Extracted information —
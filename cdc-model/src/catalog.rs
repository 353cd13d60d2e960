use crate::{Result, SchemaEntry};
use async_trait::async_trait;

/// `columns(db, table) -> (names[], types[])`, memoized (spec §4.3),
/// abstracted so the Decoder can be driven by a fake catalog in tests
/// instead of a live information-schema connection.
#[async_trait]
pub trait ColumnCatalog: Send + Sync {
    async fn columns(&self, database: &str, table: &str) -> Result<SchemaEntry>;
}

Problem — Going line by line, repeat the whole listing exactly.

Written response —
filename cdc-model/src/catalog.rs
repository 353cd13d60d2e960
use crate::{Result, SchemaEntry};
use async_trait::async_trait;

/// `columns(db, table) -> (names[], types[])`, memoized (spec §4.3),
/// abstracted so the Decoder can be driven by a fake catalog in tests
/// instead of a live information-schema connection.
#[async_trait]
pub trait ColumnCatalog: Send + Sync {
    async fn columns(&self, database: &str, table: &str) -> Result<SchemaEntry>;
}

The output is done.